> _Goal of the exercise_: Every line from the one with "pub(crate) fn structural(message: impl" to the one with "PartialEq, Eq, serde::Deserialize)]", including those two, is to be copied exactly; all other lines of the entries below are left out.

[Collected data]

##########

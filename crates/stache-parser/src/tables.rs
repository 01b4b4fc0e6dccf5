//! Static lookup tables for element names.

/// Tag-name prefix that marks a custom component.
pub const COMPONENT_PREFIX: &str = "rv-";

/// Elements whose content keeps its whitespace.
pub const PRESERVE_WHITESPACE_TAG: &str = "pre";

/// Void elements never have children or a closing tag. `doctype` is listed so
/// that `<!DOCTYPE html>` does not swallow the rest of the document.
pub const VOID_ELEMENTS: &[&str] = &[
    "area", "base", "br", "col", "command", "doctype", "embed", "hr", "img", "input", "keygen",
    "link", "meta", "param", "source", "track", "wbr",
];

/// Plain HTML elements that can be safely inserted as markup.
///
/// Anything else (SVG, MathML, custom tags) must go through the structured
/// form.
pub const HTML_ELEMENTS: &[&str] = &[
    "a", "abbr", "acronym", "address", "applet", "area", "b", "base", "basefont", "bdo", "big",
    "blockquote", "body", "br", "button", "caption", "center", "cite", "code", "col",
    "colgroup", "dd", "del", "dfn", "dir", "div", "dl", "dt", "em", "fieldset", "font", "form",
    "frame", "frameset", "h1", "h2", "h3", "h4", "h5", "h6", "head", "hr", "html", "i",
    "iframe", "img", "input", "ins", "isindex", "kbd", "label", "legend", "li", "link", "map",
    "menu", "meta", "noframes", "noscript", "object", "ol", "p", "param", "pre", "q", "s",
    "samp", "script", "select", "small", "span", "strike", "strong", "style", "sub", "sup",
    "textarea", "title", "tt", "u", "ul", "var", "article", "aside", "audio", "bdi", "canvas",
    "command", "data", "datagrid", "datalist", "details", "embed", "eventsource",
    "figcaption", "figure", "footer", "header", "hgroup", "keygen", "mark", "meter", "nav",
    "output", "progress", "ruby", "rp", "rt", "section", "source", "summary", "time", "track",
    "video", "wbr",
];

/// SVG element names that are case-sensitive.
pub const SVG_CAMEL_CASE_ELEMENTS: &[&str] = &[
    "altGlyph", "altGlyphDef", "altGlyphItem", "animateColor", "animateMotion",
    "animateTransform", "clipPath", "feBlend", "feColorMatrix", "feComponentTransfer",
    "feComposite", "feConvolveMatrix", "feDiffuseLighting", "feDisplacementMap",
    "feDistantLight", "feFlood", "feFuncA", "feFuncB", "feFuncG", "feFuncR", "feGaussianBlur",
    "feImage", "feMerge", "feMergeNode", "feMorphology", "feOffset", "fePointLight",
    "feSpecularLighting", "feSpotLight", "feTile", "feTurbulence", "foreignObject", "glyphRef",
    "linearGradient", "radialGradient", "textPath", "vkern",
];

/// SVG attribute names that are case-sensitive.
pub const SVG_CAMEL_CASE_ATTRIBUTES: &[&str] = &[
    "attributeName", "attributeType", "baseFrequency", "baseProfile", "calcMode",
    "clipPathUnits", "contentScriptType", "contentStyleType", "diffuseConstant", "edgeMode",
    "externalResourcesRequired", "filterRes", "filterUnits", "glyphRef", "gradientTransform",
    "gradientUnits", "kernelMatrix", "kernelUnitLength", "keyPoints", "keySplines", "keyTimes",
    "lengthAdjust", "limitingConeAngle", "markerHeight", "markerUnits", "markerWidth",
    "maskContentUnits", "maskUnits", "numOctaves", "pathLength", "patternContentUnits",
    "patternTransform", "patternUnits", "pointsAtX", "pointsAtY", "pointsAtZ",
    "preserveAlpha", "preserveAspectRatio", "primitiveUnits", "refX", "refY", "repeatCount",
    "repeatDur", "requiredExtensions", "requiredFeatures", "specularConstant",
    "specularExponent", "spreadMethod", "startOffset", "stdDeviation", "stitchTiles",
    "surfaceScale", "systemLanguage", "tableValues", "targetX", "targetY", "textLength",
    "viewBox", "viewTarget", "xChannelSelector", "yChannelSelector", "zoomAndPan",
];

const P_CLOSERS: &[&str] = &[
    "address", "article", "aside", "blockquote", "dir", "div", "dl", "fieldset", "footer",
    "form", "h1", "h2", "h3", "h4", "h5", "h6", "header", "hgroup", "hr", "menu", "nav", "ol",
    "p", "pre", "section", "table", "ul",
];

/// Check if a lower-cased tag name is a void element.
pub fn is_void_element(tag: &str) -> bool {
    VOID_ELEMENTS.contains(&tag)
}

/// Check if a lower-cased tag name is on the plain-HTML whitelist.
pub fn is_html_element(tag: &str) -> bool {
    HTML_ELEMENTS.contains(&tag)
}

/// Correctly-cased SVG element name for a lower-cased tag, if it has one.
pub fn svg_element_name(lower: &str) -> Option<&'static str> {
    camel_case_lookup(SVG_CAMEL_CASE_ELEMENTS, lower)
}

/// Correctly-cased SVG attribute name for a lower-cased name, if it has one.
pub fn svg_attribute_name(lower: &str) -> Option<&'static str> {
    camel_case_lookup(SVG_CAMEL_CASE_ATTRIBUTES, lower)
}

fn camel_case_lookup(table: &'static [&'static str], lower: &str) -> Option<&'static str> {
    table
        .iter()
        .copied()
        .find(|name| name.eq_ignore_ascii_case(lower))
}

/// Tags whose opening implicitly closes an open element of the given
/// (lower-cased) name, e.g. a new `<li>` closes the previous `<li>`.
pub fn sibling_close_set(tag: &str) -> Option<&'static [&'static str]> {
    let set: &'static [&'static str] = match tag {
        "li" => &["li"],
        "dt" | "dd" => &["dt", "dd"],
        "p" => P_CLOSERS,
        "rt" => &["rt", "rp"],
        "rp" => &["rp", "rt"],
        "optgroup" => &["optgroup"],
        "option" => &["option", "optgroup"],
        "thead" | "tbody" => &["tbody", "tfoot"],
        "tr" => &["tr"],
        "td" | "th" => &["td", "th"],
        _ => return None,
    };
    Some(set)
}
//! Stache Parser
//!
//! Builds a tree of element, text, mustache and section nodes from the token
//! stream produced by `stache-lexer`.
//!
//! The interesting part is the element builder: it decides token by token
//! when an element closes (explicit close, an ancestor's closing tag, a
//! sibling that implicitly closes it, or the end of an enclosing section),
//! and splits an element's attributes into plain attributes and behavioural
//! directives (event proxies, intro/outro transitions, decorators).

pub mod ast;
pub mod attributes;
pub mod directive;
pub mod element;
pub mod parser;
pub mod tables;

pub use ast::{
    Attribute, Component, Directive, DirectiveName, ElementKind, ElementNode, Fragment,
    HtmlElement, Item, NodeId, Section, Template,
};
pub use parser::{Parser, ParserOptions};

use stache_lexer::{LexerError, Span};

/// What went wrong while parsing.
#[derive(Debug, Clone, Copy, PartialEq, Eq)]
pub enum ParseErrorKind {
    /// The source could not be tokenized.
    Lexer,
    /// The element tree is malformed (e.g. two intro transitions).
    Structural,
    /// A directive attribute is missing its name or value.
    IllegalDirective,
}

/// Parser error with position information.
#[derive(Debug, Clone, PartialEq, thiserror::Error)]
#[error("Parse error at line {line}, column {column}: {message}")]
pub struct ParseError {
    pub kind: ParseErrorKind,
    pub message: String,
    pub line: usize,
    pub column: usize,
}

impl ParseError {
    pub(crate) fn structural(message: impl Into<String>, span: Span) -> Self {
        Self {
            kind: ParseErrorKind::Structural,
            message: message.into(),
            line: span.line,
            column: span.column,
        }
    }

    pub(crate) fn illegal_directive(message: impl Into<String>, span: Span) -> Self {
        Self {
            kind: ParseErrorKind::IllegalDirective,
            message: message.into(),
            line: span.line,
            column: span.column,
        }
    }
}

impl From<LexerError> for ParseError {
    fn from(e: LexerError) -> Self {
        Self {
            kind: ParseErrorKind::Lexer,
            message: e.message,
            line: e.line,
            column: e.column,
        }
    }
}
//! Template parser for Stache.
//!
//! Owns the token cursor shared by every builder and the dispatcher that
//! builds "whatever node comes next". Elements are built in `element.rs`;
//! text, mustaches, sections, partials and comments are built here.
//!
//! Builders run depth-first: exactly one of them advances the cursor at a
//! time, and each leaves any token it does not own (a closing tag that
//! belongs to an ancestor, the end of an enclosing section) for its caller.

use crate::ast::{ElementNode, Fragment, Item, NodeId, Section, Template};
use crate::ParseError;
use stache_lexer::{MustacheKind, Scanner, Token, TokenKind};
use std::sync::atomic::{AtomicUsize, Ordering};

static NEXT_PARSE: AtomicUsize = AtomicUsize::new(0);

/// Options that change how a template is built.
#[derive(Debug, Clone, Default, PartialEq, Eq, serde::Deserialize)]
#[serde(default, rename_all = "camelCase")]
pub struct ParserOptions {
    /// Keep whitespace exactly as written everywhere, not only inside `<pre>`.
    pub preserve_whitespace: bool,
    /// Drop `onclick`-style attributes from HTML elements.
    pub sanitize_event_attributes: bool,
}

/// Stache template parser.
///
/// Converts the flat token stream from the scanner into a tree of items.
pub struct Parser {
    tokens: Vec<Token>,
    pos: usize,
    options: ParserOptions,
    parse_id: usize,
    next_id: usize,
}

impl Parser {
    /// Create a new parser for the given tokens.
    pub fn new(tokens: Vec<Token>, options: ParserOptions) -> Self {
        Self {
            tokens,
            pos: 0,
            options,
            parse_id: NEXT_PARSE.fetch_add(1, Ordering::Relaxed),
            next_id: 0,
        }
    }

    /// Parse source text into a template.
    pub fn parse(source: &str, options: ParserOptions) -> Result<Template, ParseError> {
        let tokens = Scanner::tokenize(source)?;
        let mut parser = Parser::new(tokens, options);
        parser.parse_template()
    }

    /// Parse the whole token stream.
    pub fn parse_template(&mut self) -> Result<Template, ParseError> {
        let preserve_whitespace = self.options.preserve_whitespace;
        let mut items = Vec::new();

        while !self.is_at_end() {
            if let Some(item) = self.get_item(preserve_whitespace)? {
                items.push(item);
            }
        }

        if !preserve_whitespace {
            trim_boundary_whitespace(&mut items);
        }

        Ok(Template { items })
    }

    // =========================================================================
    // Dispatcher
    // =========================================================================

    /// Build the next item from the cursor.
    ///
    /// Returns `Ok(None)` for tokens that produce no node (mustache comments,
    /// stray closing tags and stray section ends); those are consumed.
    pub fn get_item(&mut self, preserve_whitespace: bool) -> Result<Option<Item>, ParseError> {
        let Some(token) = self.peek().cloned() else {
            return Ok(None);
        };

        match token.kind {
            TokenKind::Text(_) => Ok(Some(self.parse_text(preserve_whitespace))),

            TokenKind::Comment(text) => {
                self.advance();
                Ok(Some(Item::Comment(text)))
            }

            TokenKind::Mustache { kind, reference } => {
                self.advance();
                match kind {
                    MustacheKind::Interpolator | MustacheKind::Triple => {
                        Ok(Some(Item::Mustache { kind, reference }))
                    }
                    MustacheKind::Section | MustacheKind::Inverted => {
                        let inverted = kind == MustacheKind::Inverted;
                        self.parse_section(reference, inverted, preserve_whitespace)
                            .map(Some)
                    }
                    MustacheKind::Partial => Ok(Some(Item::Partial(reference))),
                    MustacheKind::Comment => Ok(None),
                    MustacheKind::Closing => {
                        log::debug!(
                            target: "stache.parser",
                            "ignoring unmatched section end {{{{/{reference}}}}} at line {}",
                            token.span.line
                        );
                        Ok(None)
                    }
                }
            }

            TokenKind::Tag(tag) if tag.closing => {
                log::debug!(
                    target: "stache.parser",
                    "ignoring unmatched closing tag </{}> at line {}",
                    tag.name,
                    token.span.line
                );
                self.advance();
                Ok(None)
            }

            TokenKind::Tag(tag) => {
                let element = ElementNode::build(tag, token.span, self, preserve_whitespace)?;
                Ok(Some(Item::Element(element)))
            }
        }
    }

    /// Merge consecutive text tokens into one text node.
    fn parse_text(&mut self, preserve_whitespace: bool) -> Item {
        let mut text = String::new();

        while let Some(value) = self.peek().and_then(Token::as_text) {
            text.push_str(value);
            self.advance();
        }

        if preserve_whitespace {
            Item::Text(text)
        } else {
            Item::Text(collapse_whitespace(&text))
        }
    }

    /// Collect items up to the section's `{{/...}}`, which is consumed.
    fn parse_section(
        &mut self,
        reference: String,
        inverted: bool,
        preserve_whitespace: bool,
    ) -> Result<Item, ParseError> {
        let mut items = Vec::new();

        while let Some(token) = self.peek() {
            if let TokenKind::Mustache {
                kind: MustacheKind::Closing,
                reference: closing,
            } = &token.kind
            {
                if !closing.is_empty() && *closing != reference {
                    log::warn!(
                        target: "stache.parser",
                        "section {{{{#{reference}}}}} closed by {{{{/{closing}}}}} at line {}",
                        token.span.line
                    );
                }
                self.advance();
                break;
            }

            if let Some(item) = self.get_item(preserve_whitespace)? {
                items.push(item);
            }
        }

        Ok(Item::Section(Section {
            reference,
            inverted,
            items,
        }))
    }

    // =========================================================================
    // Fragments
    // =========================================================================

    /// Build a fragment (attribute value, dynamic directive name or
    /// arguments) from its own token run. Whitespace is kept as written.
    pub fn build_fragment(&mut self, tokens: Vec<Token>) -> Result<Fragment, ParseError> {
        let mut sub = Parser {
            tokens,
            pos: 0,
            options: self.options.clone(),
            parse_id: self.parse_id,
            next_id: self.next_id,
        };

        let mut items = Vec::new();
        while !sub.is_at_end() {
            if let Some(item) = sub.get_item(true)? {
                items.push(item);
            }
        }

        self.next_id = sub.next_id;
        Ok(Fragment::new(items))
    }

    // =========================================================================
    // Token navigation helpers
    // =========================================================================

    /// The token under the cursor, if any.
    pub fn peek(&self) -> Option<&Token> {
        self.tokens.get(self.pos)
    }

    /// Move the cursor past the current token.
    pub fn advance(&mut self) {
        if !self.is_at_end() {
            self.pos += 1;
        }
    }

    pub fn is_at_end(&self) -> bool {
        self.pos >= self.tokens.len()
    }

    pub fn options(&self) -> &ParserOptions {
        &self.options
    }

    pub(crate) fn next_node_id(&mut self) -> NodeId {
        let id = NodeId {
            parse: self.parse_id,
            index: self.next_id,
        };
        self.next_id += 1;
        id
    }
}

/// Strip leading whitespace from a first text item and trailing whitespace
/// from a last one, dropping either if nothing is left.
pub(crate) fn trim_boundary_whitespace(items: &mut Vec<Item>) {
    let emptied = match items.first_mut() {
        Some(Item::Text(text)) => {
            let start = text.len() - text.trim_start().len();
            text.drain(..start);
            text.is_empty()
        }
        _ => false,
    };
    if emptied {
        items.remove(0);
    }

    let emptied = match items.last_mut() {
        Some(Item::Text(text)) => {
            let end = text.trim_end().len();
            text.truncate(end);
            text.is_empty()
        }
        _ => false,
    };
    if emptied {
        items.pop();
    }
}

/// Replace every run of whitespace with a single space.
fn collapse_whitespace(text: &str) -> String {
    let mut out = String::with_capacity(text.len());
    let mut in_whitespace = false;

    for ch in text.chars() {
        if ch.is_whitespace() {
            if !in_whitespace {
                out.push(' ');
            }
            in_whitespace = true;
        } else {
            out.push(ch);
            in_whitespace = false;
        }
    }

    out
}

##########

> _Response_:
    pub(crate) fn structural(message: impl Into<String>, span: Span) -> Self {
        Self {
            kind: ParseErrorKind::Structural,
            message: message.into(),
            line: span.line,
            column: span.column,
        }
    }

    pub(crate) fn illegal_directive(message: impl Into<String>, span: Span) -> Self {
        Self {
            kind: ParseErrorKind::IllegalDirective,
            message: message.into(),
            line: span.line,
            column: span.column,
        }
    }
}

impl From<LexerError> for ParseError {
    fn from(e: LexerError) -> Self {
        Self {
            kind: ParseErrorKind::Lexer,
            message: e.message,
            line: e.line,
            column: e.column,
        }
    }
}
//! Template parser for Stache.
//!
//! Owns the token cursor shared by every builder and the dispatcher that
//! builds "whatever node comes next". Elements are built in `element.rs`;
//! text, mustaches, sections, partials and comments are built here.
//!
//! Builders run depth-first: exactly one of them advances the cursor at a
//! time, and each leaves any token it does not own (a closing tag that
//! belongs to an ancestor, the end of an enclosing section) for its caller.

use crate::ast::{ElementNode, Fragment, Item, NodeId, Section, Template};
use crate::ParseError;
use stache_lexer::{MustacheKind, Scanner, Token, TokenKind};
use std::sync::atomic::{AtomicUsize, Ordering};

static NEXT_PARSE: AtomicUsize = AtomicUsize::new(0);

/// Options that change how a template is built.
#[derive(Debug, Clone, Default, PartialEq, Eq, serde::Deserialize)]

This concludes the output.